Bug描述
你好,
我正在使用从Weaviate集合初始化的向量存储索引的检索器。我注意到检索到的节点分数顺序是反向的:第一个(最相关)节点的分数等于零,随着我们移动到最不相关的节点,分数增加。
我们在代码中发现LlamaIndex执行减法 1 - score,其中score是Weaviate返回的分数。但是现在Weaviate返回的是相似度分数而不是距离。我认为只有在向量搜索中(而不是混合搜索),才能返回距离而不是相似度(参见此处)。您可以使用下面提供的代码(来自Jupyter Notebook)来查看LlamaIndex给出的分数以及Weaviate返回的分数。
版本
llama-index==0.10.53
llama-index-vector-stores-weaviate==1.0.0
weaviate-client==4.6.5
重现步骤
from llama_index.core import VectorStoreIndex, SimpleDirectoryReader, StorageContext, Document
from llama_index.vector_stores.weaviate import WeaviateVectorStore
from llama_index.core.vector_stores import VectorStoreQuery
from llama_index.core.schema import TextNode
from llama_index.embeddings.text_embeddings_inference import TextEmbeddingsInference
from llama_index.embeddings.openai import OpenAIEmbedding
from llama_index.core.callbacks import CallbackManager, TokenCountingHandler
from llama_index.core.node_parser import SimpleNodeParser
import weaviate
import os
from transformers import AutoTokenizer, AutoModel
import tiktoken
import requests
from IPython.display import Markdown, display
# In[ ]:
# Embeddings initialization: OpenAI
embed_model = OpenAIEmbedding(model="text-embedding-3-small", api_key=os.environ.get("OPEN_AI_API_KEY"))

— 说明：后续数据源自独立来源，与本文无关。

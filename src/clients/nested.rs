//! Read-only traversal of nested JSON objects and arrays.
//!
//! API responses are walked with a path of [`Key`]s instead of fixed
//! structs, since only a couple of deeply nested fields are ever used.

use std::fmt;

use serde_json::Value;

use crate::clients::errors::{Error, Result};

/// One step into a JSON document: an object key or an array index
#[derive(Debug, Clone, Copy, PartialEq, Eq)]
pub enum Key<'a> {
    Name(&'a str),
    Index(usize),
}

impl<'a> From<&'a str> for Key<'a> {
    fn from(name: &'a str) -> Self {
        Key::Name(name)
    }
}

impl From<usize> for Key<'_> {
    fn from(index: usize) -> Self {
        Key::Index(index)
    }
}

impl fmt::Display for Key<'_> {
    fn fmt(&self, f: &mut fmt::Formatter<'_>) -> fmt::Result {
        match self {
            Key::Name(name) => write!(f, "{name}"),
            Key::Index(index) => write!(f, "[{index}]"),
        }
    }
}

/// Check that every key of `path` resolves inside `container`.
///
/// Objects must contain the next key by name, arrays must contain the next
/// index. Any other value, a missing key or an out of range index ends the
/// walk with `false`. An empty path is always `true`.
#[must_use]
pub fn nested_keys_exist(container: &Value, path: &[Key<'_>]) -> bool {
    let Some((head, rest)) = path.split_first() else {
        return true;
    };
    let next = match (container, head) {
        (Value::Object(map), Key::Name(name)) => map.get(*name),
        (Value::Array(items), Key::Index(index)) => items.get(*index),
        _ => None,
    };
    next.is_some_and(|value| nested_keys_exist(value, rest))
}

/// Value at the end of `path`, if the whole path exists
#[must_use]
pub fn lookup<'v>(container: &'v Value, path: &[Key<'_>]) -> Option<&'v Value> {
    if !nested_keys_exist(container, path) {
        return None;
    }
    path.iter().try_fold(container, |value, key| match key {
        Key::Name(name) => value.get(*name),
        Key::Index(index) => value.get(*index),
    })
}

/// Like [`lookup`], but a missing path is a shape error naming the path
pub fn require<'v>(container: &'v Value, path: &[Key<'_>]) -> Result<&'v Value> {
    lookup(container, path).ok_or_else(|| Error::MissingField(display_path(path)))
}

/// Text value at `path`. Numbers are accepted and rendered as text, since
/// Last.fm returns counts as strings on some endpoints and numbers on others.
pub fn require_text(container: &Value, path: &[Key<'_>]) -> Result<String> {
    match require(container, path)? {
        Value::String(s) => Ok(s.clone()),
        Value::Number(n) => Ok(n.to_string()),
        _ => Err(Error::MissingField(display_path(path))),
    }
}

/// Dotted form of a path, e.g. `toptracks.track[0].name`
pub fn display_path(path: &[Key<'_>]) -> String {
    path.iter()
        .map(ToString::to_string)
        .collect::<Vec<_>>()
        .join(".")
        .replace(".[", "[")
}
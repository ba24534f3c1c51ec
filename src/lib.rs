//! Rtopfm - Show your top Last.fm artist and track on a pixel display
//!
//! This library resolves a user's top artist and top track for a period,
//! finds artwork for both and lays them out as two alternating slides.

/// Configuration, demo data and the render entry point
pub mod app;
/// Client modules for interacting with Last.fm and Spotify
pub mod clients;
/// Widget tree for the display
pub mod render;
/// Top artist and top track lookups
pub mod resolver;
mod cli;

#[tokio::main]
async fn main() -> Result<(), Box<dyn std::error::Error>> {
    env_logger::init();
    cli::run().await?;
    Ok(())
}
use log::{debug, info};

use crate::clients::{
    LastFmClient, SpotifyClient,
    entities::{ArtistSummary, Period, TrackSummary},
    errors::{Error, Result},
    lastfm::method,
    nested::{Key, display_path, require, require_text},
};

const TOP_ARTIST: &[Key] = &[Key::Name("topartists"), Key::Name("artist"), Key::Index(0)];
const TOP_TRACK: &[Key] = &[Key::Name("toptracks"), Key::Name("track"), Key::Index(0)];
const NAME: &[Key] = &[Key::Name("name")];
const PLAY_COUNT: &[Key] = &[Key::Name("playcount")];
const TRACK_ARTIST_NAME: &[Key] = &[Key::Name("artist"), Key::Name("name")];
// Index 3 is the "extralarge" image in Last.fm image lists
const ARTIST_IMAGE: &[Key] = &[Key::Name("image"), Key::Index(3), Key::Name("#text")];
const ALBUM_IMAGE: &[Key] = &[
    Key::Name("track"),
    Key::Name("album"),
    Key::Name("image"),
    Key::Index(3),
    Key::Name("#text"),
];

/// Resolves a user's top artist and top track, including artwork
pub struct Resolver {
    lastfm: LastFmClient,
    spotify: SpotifyClient,
}

impl Resolver {
    pub fn new(lastfm: LastFmClient, spotify: SpotifyClient) -> Self {
        Resolver { lastfm, spotify }
    }

    pub async fn top_artist(&self, username: &str, period: Period) -> Result<ArtistSummary> {
        let response = self
            .lastfm
            .query(
                method::TOP_ARTISTS,
                &[("user", username), ("period", period.as_str()), ("limit", "1")],
            )
            .await?;
        let artist = require(&response, TOP_ARTIST)?;
        let name = require_text(artist, NAME)?;
        let play_count = require_text(artist, PLAY_COUNT)?;

        let artwork_url = match self.spotify.artist_artwork(&name).await {
            Some(url) => url,
            None => {
                debug!("Falling back to Last.fm artwork for {name}");
                non_empty(require_text(artist, ARTIST_IMAGE)?, ARTIST_IMAGE)?
            }
        };

        info!("Top artist for {username} ({period}): {name}");
        Ok(ArtistSummary {
            name,
            play_count,
            artwork_url,
        })
    }

    pub async fn top_track(&self, username: &str, period: Period) -> Result<TrackSummary> {
        let response = self
            .lastfm
            .query(
                method::TOP_TRACKS,
                &[("user", username), ("period", period.as_str()), ("limit", "1")],
            )
            .await?;
        let track = require(&response, TOP_TRACK)?;
        let name = require_text(track, NAME)?;
        let play_count = require_text(track, PLAY_COUNT)?;
        let artist_name = require_text(track, TRACK_ARTIST_NAME)?;

        // Album art only comes with the track info
        let info = self
            .lastfm
            .query(
                method::TRACK_INFO,
                &[("track", name.as_str()), ("artist", artist_name.as_str())],
            )
            .await?;
        let artwork_url = non_empty(require_text(&info, ALBUM_IMAGE)?, ALBUM_IMAGE)?;

        info!("Top track for {username} ({period}): {name} by {artist_name}");
        Ok(TrackSummary {
            name,
            play_count,
            artwork_url,
        })
    }
}

// Last.fm reports missing images as empty strings
fn non_empty(url: String, path: &[Key<'_>]) -> Result<String> {
    if url.trim().is_empty() {
        return Err(Error::MissingField(display_path(path)));
    }
    Ok(url)
}
/// Data entities for resolved artists, tracks and periods
pub mod entities;
/// Error types and result aliases
pub mod errors;
/// Shared GET helpers
pub mod http;
/// Last.fm API client
pub mod lastfm;
/// Nested JSON path checks
pub mod nested;
/// Spotify artwork lookup
pub mod spotify;

pub use lastfm::LastFmClient;
pub use spotify::SpotifyClient;
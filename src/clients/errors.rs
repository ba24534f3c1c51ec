use thiserror::Error;

/// Result alias used across the crate
pub type Result<T, E = Error> = std::result::Result<T, E>;

#[derive(Error, Debug)]
pub enum Error {
    #[error("HTTP error: {0}")]
    HttpError(#[from] reqwest::Error),

    #[error("Unexpected status {status} from {url}")]
    UnexpectedStatus { status: u16, url: String },

    // Expected JSON path or field is absent
    #[error("Missing field in response: {0}")]
    MissingField(String),

    #[error("JSON error: {0}")]
    JsonError(#[from] serde_json::Error),

    #[error("Unknown period '{0}', expected one of overall, 7day, 1month, 3month, 6month, 12month")]
    InvalidPeriod(String),

    #[error("I/O error: {0}")]
    IoError(#[from] std::io::Error),
}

tokenizer = tiktoken.encoding_for_model("text-embedding-3-small").encode
# In[ ]:
tokenizer_obj = tokenizer
# The chunk_size must be compatible with the sequence length of the embed_model_obj that is used.
chunk_size = 450
chunk_overlap = 50
# Initialize a node parser that we will use in the documents parsing.
# First initialize the TokenCountingHandler with our tokenizer and the CallbackManager with our token counter.

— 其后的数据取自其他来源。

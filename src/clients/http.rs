use log::debug;
use reqwest::{Client, StatusCode};
use serde_json::Value;

use crate::clients::errors::{Error, Result};

// Strip the query string so credentials never end up in logs or errors
fn redact(url: &str) -> &str {
    url.split_once('?').map_or(url, |(base, _)| base)
}

async fn get(client: &Client, url: &str, bearer: Option<&str>) -> Result<reqwest::Response> {
    debug!("GET {}", redact(url));
    let mut request = client.get(url);
    if let Some(token) = bearer {
        request = request.bearer_auth(token);
    }
    let response = request.send().await?;
    // Anything but 200 is a failure, no retries
    if response.status() != StatusCode::OK {
        return Err(Error::UnexpectedStatus {
            status: response.status().as_u16(),
            url: redact(url).to_string(),
        });
    }
    Ok(response)
}

/// GET `url` and parse the body as JSON
pub async fn get_json(client: &Client, url: &str, bearer: Option<&str>) -> Result<Value> {
    let response = get(client, url, bearer).await?;
    let body = response.bytes().await?;
    Ok(serde_json::from_slice(&body)?)
}

/// GET `url` and return the raw body, used for artwork images
pub async fn get_bytes(client: &Client, url: &str) -> Result<Vec<u8>> {
    let response = get(client, url, None).await?;
    Ok(response.bytes().await?.to_vec())
}
use std::path::PathBuf;

use clap::{Parser, Subcommand};
use log::info;
use rtopfm::{
    app::{self, App, ConfigBuilder},
    clients::errors::Result,
};

#[derive(Parser)]
#[command(name = "rtopfm")]
#[command(version, about = "Show your top Last.fm artist and track on a pixel display", long_about = None)]
struct Cli {
    /// Last.fm account to look up
    #[arg(long, env = "LASTFM_USERNAME", global = true)]
    username: Option<String>,

    /// One of overall, 7day, 1month, 3month, 6month, 12month
    #[arg(long, env = "LASTFM_PERIOD", global = true)]
    period: Option<String>,

    /// Last.fm API key
    #[arg(long, env = "LASTFM_API_KEY", global = true, hide_env_values = true)]
    api_key: Option<String>,

    #[command(subcommand)]
    command: Commands,
}

#[derive(Subcommand)]
enum Commands {
    /// Render the slides as JSON
    Render {
        /// Write to this file instead of stdout
        #[arg(short, long)]
        output: Option<PathBuf>,

        /// Reference artwork by URL instead of inlining the images
        #[arg(long)]
        no_artwork: bool,
    },
}

pub async fn run() -> Result<()> {
    // .env values must be in place before clap reads the environment
    app::load_env_files();
    let cli = Cli::parse();

    match cli.command {
        Commands::Render { output, no_artwork } => {
            let config = ConfigBuilder::new()
                .username(cli.username)
                .period(cli.period)
                .api_key(cli.api_key)
                .build()?;
            render(App::new(config), output, no_artwork).await?;
        }
    }
    Ok(())
}

async fn render(app: App, output: Option<PathBuf>, no_artwork: bool) -> Result<()> {
    let root = if no_artwork {
        app.render().await
    } else {
        app.render_with_artwork().await
    };
    let json = serde_json::to_string_pretty(&root)?;
    match output {
        Some(path) => {
            tokio::fs::write(&path, json).await?;
            info!("Wrote slides to {}", path.display());
        }
        None => println!("{json}"),
    }
    Ok(())
}
//! Per-day accumulated active time

use chrono::NaiveDate;
use curfew_util::{ClockError, DateSource, date_key};
use std::collections::BTreeMap;
use std::sync::Arc;
use std::time::Duration;

/// Accumulated active time keyed by calendar date (`YYYY-MM-DD`).
///
/// Entries are created lazily on the first increment of a day and only ever
/// grow. If today's date cannot be computed, operations fail with
/// [`ClockError`] and the ledger is left exactly as it was.
pub struct DailyLedger {
    source: Arc<dyn DateSource>,
    totals: BTreeMap<String, Duration>,
}

impl DailyLedger {
    pub fn new(source: Arc<dyn DateSource>) -> Self {
        Self {
            source,
            totals: BTreeMap::new(),
        }
    }

    /// Create a ledger whose entry for today starts at `initial`
    pub fn with_initial(source: Arc<dyn DateSource>, initial: Duration) -> Result<Self, ClockError> {
        let key = date_key(source.today()?);
        let mut ledger = Self::new(source);
        ledger.totals.insert(key, initial);
        Ok(ledger)
    }

    /// Add `amount` to today's total and return the new total
    pub fn add(&mut self, amount: Duration) -> Result<Duration, ClockError> {
        let key = date_key(self.source.today()?);
        let total = self.totals.entry(key).or_insert(Duration::ZERO);
        *total = total.saturating_add(amount);
        Ok(*total)
    }

    /// Today's total, zero if nothing was recorded today
    pub fn get(&self) -> Result<Duration, ClockError> {
        let today = self.source.today()?;
        Ok(self.get_on(today))
    }

    /// Total for a specific date
    pub fn get_on(&self, date: NaiveDate) -> Duration {
        self.totals
            .get(&date_key(date))
            .copied()
            .unwrap_or(Duration::ZERO)
    }

    /// All recorded days, oldest first
    pub fn entries(&self) -> impl Iterator<Item = (&str, Duration)> {
        self.totals.iter().map(|(k, v)| (k.as_str(), *v))
    }

    pub fn len(&self) -> usize {
        self.totals.len()
    }

    pub fn is_empty(&self) -> bool {
        self.totals.is_empty()
    }
}

impl std::fmt::Debug for DailyLedger {
    fn fmt(&self, f: &mut std::fmt::Formatter<'_>) -> std::fmt::Result {
        f.debug_struct("DailyLedger")
            .field("totals", &self.totals)
            .finish()
    }
}
//! Shared domain types for curfewd
//!
//! These types are shared by the config layer, the enforcement core and the
//! daemon so that every layer speaks about scopes, breaches and lock outcomes
//! the same way.

mod types;

pub use types::*;

/// Version of the serialized status snapshot layout
pub const STATUS_VERSION: u32 = 1;
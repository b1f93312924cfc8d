//! Command-based screen locker

use async_trait::async_trait;
use curfew_host_api::{HostError, HostResult, ScreenLocker};
use std::time::Duration;
use tracing::debug;

use crate::{DEFAULT_COMMAND_TIMEOUT, run_command};

/// Locks the screen by running a command, with an optional fallback command
#[derive(Debug, Clone)]
pub struct CommandLocker {
    primary: Vec<String>,
    fallback: Option<Vec<String>>,
    timeout: Duration,
}

impl CommandLocker {
    pub fn new(primary: Vec<String>, fallback: Option<Vec<String>>) -> Self {
        Self {
            primary,
            fallback,
            timeout: DEFAULT_COMMAND_TIMEOUT,
        }
    }

    pub fn with_timeout(mut self, timeout: Duration) -> Self {
        self.timeout = timeout;
        self
    }

    pub fn primary(&self) -> &[String] {
        &self.primary
    }

    pub fn fallback(&self) -> Option<&[String]> {
        self.fallback.as_deref()
    }
}

#[async_trait]
impl ScreenLocker for CommandLocker {
    async fn lock(&self) -> HostResult<()> {
        debug!(command = ?self.primary, "Running lock command");
        run_command(&self.primary, self.timeout).await.map(|_| ())
    }

    async fn fallback_lock(&self) -> HostResult<()> {
        let Some(fallback) = &self.fallback else {
            return Err(HostError::Unsupported);
        };
        debug!(command = ?fallback, "Running fallback lock command");
        run_command(fallback, self.timeout).await.map(|_| ())
    }
}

# And then the node parser.
token_counter_handler = TokenCountingHandler(tokenizer=tokenizer_obj)
callback_manager = CallbackManager([token_counter_handler])

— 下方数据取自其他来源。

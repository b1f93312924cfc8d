//! Store trait definitions

use crate::{AuditEvent, StoreResult};

/// Main store trait
pub trait Store: Send + Sync {
    /// Append an audit event
    fn append_audit(&self, event: AuditEvent) -> StoreResult<()>;

    /// Get recent audit events, newest first
    fn get_recent_audits(&self, limit: usize) -> StoreResult<Vec<AuditEvent>>;

    /// Check if store is healthy
    fn is_healthy(&self) -> bool;
}

/// Store that accepts and forgets everything, used when auditing is disabled
#[derive(Debug, Default, Clone, Copy)]
pub struct NullStore;

impl Store for NullStore {
    fn append_audit(&self, _event: AuditEvent) -> StoreResult<()> {
        Ok(())
    }

    fn get_recent_audits(&self, _limit: usize) -> StoreResult<Vec<AuditEvent>> {
        Ok(Vec::new())
    }

    fn is_healthy(&self) -> bool {
        true
    }
}
//! Adaptive budget controller
//!
//! Keeps the enforceable limit for one ledger (session or daily). Triggers
//! pull the limit down toward a floor; once the relaxation deadline passes
//! it grows back geometrically until it reaches the baseline again.

use curfew_api::{BreachKind, LimitStatus, TightenKind};
use curfew_config::BudgetPolicy;
use curfew_util::MonotonicInstant;
use std::time::Duration;

/// Smallest relaxation step, so tiny limits still recover
const MIN_RELAX_STEP: Duration = Duration::from_secs(1);

/// Result of a relaxation step
#[derive(Debug, Clone, Copy, PartialEq, Eq)]
pub struct RelaxStep {
    pub limit: Duration,
    /// The limit is back at baseline
    pub recovered: bool,
}

/// Enforceable limit for one ledger
#[derive(Debug, Clone)]
pub struct BudgetController {
    kind: BreachKind,
    baseline: Duration,
    current: Duration,
    floor: Duration,
    soft_factor: f64,
    hard_factor: f64,
    relaxation_period: Duration,
    growth_rate: f64,
    /// Present iff the limit is below baseline
    last_tightened_at: Option<MonotonicInstant>,
    relaxation_deadline: Option<MonotonicInstant>,
}

impl BudgetController {
    pub fn new(kind: BreachKind, baseline: Duration, policy: &BudgetPolicy) -> Self {
        Self {
            kind,
            baseline,
            current: baseline,
            floor: policy.floor.min(baseline),
            soft_factor: policy.soft_factor,
            hard_factor: policy.hard_factor,
            relaxation_period: policy.relaxation_period,
            growth_rate: policy.growth_rate,
            last_tightened_at: None,
            relaxation_deadline: None,
        }
    }

    pub fn kind(&self) -> BreachKind {
        self.kind
    }

    pub fn baseline(&self) -> Duration {
        self.baseline
    }

    pub fn current_limit(&self) -> Duration {
        self.current
    }

    pub fn floor(&self) -> Duration {
        self.floor
    }

    pub fn is_tightened(&self) -> bool {
        self.last_tightened_at.is_some()
    }

    pub fn last_tightened_at(&self) -> Option<MonotonicInstant> {
        self.last_tightened_at
    }

    pub fn relaxation_deadline(&self) -> Option<MonotonicInstant> {
        self.relaxation_deadline
    }

    pub fn factor_for(&self, kind: TightenKind) -> f64 {
        match kind {
            TightenKind::Soft => self.soft_factor,
            TightenKind::Hard => self.hard_factor,
        }
    }

    /// Limit a tighten with `factor` and `floor` would aim for
    pub fn tighten_target(&self, factor: f64, floor: Duration) -> Duration {
        scale(self.baseline, factor)
            .unwrap_or(self.baseline)
            .max(floor)
            .min(self.baseline)
    }

    /// Lower the limit to `max(baseline * factor, floor)` and re-arm the
    /// relaxation deadline. Never raises the limit. Returns the new limit if
    /// it changed.
    pub fn tighten(
        &mut self,
        factor: f64,
        floor: Duration,
        now: MonotonicInstant,
    ) -> Option<Duration> {
        let target = self.tighten_target(factor, floor);
        let previous = self.current;
        self.current = self.current.min(target);

        if self.current < self.baseline {
            self.last_tightened_at = Some(now);
            self.relaxation_deadline = now.checked_add(self.relaxation_period);
        }

        (self.current != previous).then_some(self.current)
    }

    /// Apply every trigger that fired this tick. The most restrictive one
    /// wins. Returns the winning kind and new limit if the limit changed.
    pub fn apply_triggers(
        &mut self,
        triggers: &[TightenKind],
        now: MonotonicInstant,
    ) -> Option<(TightenKind, Duration)> {
        let (kind, factor) = triggers
            .iter()
            .map(|&kind| (kind, self.factor_for(kind)))
            .min_by_key(|&(_, factor)| self.tighten_target(factor, self.floor))?;

        self.tighten(factor, self.floor, now)
            .map(|limit| (kind, limit))
    }

    /// Grow the limit one step if the relaxation deadline has passed
    pub fn maybe_relax(&mut self, now: MonotonicInstant) -> Option<RelaxStep> {
        self.last_tightened_at?;
        let deadline = self.relaxation_deadline?;
        if now < deadline {
            return None;
        }

        // Anything past the representable range is past baseline too
        let grown = match (
            scale(self.current, self.growth_rate),
            self.current.checked_add(MIN_RELAX_STEP),
        ) {
            (Some(scaled), Some(stepped)) => scaled.max(stepped),
            _ => self.baseline,
        };

        if grown >= self.baseline {
            self.current = self.baseline;
            self.last_tightened_at = None;
            self.relaxation_deadline = None;
            Some(RelaxStep {
                limit: self.current,
                recovered: true,
            })
        } else {
            self.current = grown;
            self.relaxation_deadline = now.checked_add(self.relaxation_period);
            Some(RelaxStep {
                limit: self.current,
                recovered: false,
            })
        }
    }

    /// Boundary equality counts as a breach
    pub fn is_breached(&self, used: Duration) -> bool {
        used >= self.current
    }

    pub fn remaining(&self, used: Duration) -> Duration {
        self.current.saturating_sub(used)
    }

    pub fn status(&self, used: Duration) -> LimitStatus {
        LimitStatus {
            kind: self.kind,
            current: self.current,
            baseline: self.baseline,
            used,
            tightened: self.is_tightened(),
        }
    }
}

/// `d * factor`, or `None` if the result is negative, NaN or too large
fn scale(d: Duration, factor: f64) -> Option<Duration> {
    Duration::try_from_secs_f64(d.as_secs_f64() * factor).ok()
}

#[cfg(test)]
mod tests {
    use super::*;

    const MIN: Duration = Duration::from_secs(60);

    fn policy() -> BudgetPolicy {
        BudgetPolicy {
            soft_factor: 0.5,
            hard_factor: 0.25,
            floor: MIN,
            relaxation_period: Duration::from_secs(1800),
            growth_rate: 1.1,
        }
    }

    fn controller(baseline: Duration) -> BudgetController {
        BudgetController::new(BreachKind::Daily, baseline, &policy())
    }

    #[test]
    fn starts_at_baseline() {
        let budget = controller(MIN * 15);
        assert_eq!(budget.current_limit(), MIN * 15);
        assert!(!budget.is_tightened());
        assert!(budget.relaxation_deadline().is_none());
    }

    #[test]
    fn tighten_uses_factor_or_floor() {
        let now = MonotonicInstant::now();

        let mut budget = controller(MIN * 20);
        assert_eq!(budget.tighten(0.25, MIN, now), Some(MIN * 5));
        assert!(budget.is_tightened());
        assert_eq!(budget.relaxation_deadline(), Some(now + Duration::from_secs(1800)));

        let mut small = controller(MIN * 2);
        assert_eq!(small.tighten(0.25, MIN, now), Some(MIN));
    }

    #[test]
    fn tighten_never_loosens() {
        let now = MonotonicInstant::now();
        let mut budget = controller(MIN * 20);
        budget.tighten(0.25, MIN, now);

        let later = now + Duration::from_secs(10);
        assert_eq!(budget.tighten(0.5, MIN, later), None);
        assert_eq!(budget.current_limit(), MIN * 5);
        // Re-armed even without a change
        assert_eq!(
            budget.relaxation_deadline(),
            Some(later + Duration::from_secs(1800))
        );
    }

    #[test]
    fn factor_one_leaves_budget_untightened() {
        let mut budget = controller(MIN * 10);
        assert_eq!(budget.tighten(1.0, MIN, MonotonicInstant::now()), None);
        assert!(!budget.is_tightened());
    }

    #[test]
    fn relax_waits_for_deadline() {
        let now = MonotonicInstant::now();
        let mut budget = controller(MIN * 20);
        budget.tighten(0.25, MIN, now);

        assert_eq!(budget.maybe_relax(now + Duration::from_secs(1799)), None);
        assert_eq!(budget.current_limit(), MIN * 5);
    }

    #[test]
    fn relax_grows_to_baseline_then_stops() {
        let t0 = MonotonicInstant::now();
        let baseline = MIN * 20;
        let mut budget = controller(baseline);
        budget.tighten(0.25, MIN, t0);

        let mut now;
        let mut previous = budget.current_limit();
        let mut steps = 0;
        loop {
            now = budget.relaxation_deadline().expect("still tightened");
            let step = budget.maybe_relax(now).expect("deadline reached");
            assert!(step.limit > previous);
            assert!(step.limit <= baseline);
            previous = step.limit;
            steps += 1;
            if step.recovered {
                break;
            }
            assert!(steps < 100);
        }

        assert_eq!(budget.current_limit(), baseline);
        assert!(!budget.is_tightened());
        assert!(budget.relaxation_deadline().is_none());
        assert_eq!(budget.maybe_relax(now + Duration::from_secs(86400)), None);
        assert_eq!(budget.current_limit(), baseline);
    }

    #[test]
    fn huge_relaxation_period_leaves_deadline_unset() {
        let now = MonotonicInstant::now();
        let mut budget = BudgetController::new(
            BreachKind::Daily,
            MIN * 20,
            &BudgetPolicy {
                relaxation_period: Duration::MAX,
                ..policy()
            },
        );

        assert_eq!(budget.tighten(0.25, MIN, now), Some(MIN * 5));
        assert!(budget.is_tightened());
        assert!(budget.relaxation_deadline().is_none());
        assert_eq!(budget.maybe_relax(now + Duration::from_secs(86400)), None);
        assert_eq!(budget.current_limit(), MIN * 5);
    }

    #[test]
    fn huge_growth_rate_recovers_baseline() {
        let now = MonotonicInstant::now();
        let mut budget = BudgetController::new(
            BreachKind::Session,
            MIN * 20,
            &BudgetPolicy {
                growth_rate: 1e300,
                ..policy()
            },
        );
        budget.tighten(0.25, MIN, now);

        let deadline = budget.relaxation_deadline().expect("tightened");
        let step = budget.maybe_relax(deadline).expect("deadline reached");
        assert!(step.recovered);
        assert_eq!(step.limit, MIN * 20);
    }

    #[test]
    fn near_max_baseline_does_not_overflow() {
        let now = MonotonicInstant::now();
        let mut budget = BudgetController::new(
            BreachKind::Daily,
            Duration::MAX,
            &BudgetPolicy {
                growth_rate: 10.0,
                ..policy()
            },
        );

        // Scaling by 1.0 rounds past Duration::MAX in f64 and saturates to baseline
        assert_eq!(budget.tighten_target(1.0, MIN), Duration::MAX);

        let tightened = budget.tighten(0.25, MIN, now).expect("tightened");
        assert!(tightened < Duration::MAX);

        let mut steps = 0;
        while let Some(deadline) = budget.relaxation_deadline() {
            let step = budget.maybe_relax(deadline).expect("deadline reached");
            steps += 1;
            if step.recovered {
                break;
            }
            assert!(steps < 10);
        }
        assert_eq!(budget.current_limit(), Duration::MAX);
        assert!(!budget.is_tightened());
    }

    #[test]
    fn most_restrictive_trigger_wins() {
        let now = MonotonicInstant::now();
        let mut budget = controller(MIN * 20);

        let result = budget.apply_triggers(&[TightenKind::Soft, TightenKind::Hard], now);
        assert_eq!(result, Some((TightenKind::Hard, MIN * 5)));

        assert_eq!(budget.apply_triggers(&[], now), None);
    }

    #[test]
    fn breach_includes_boundary() {
        let mut budget = controller(MIN * 10);
        budget.tighten(0.5, MIN, MonotonicInstant::now());

        assert!(!budget.is_breached(MIN * 5 - Duration::from_millis(1)));
        assert!(budget.is_breached(MIN * 5));
        assert!(budget.is_breached(MIN * 6));
        assert_eq!(budget.remaining(MIN * 3), MIN * 2);
        assert_eq!(budget.remaining(MIN * 6), Duration::ZERO);
    }

    #[test]
    fn status_reports_limits() {
        let mut budget = controller(MIN * 10);
        budget.tighten(0.5, MIN, MonotonicInstant::now());

        let status = budget.status(MIN);
        assert_eq!(status.current, MIN * 5);
        assert_eq!(status.baseline, MIN * 10);
        assert!(status.tightened);
    }
}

node_parser = SimpleNodeParser.from_defaults(chunk_size=chunk_size,
chunk_overlap=chunk_overlap,
callback_manager=callback_manager)
# In[66]:
client = weaviate.connect_to_local()
# In[127]:
# Now that the collection is already created we just connected to it.
vector_store = WeaviateVectorStore(
weaviate_client=client, index_name="Test"
)
# In[128]:
vector_store_index = VectorStoreIndex.from_vector_store(vector_store=vector_store,
embed_model=embed_model,
transformations=[node_parser],
show_progress=True)
# In[100]:
def get_wikipedia_article_text(title):
url = "https://en.wikipedia.org/w/api.php"
params = {"action": "query", "format": "json", "prop": "extracts", "explaintext": True, "titles": title}
response = requests.get(url, params=params).json()
page = next(iter(response["query"]["pages"].values()))
return page.get("extract", "Article not found.")
python_doc_text = get_wikipedia_article_text("Python (programming language)")
lion_doc_text = get_wikipedia_article_text("Lion")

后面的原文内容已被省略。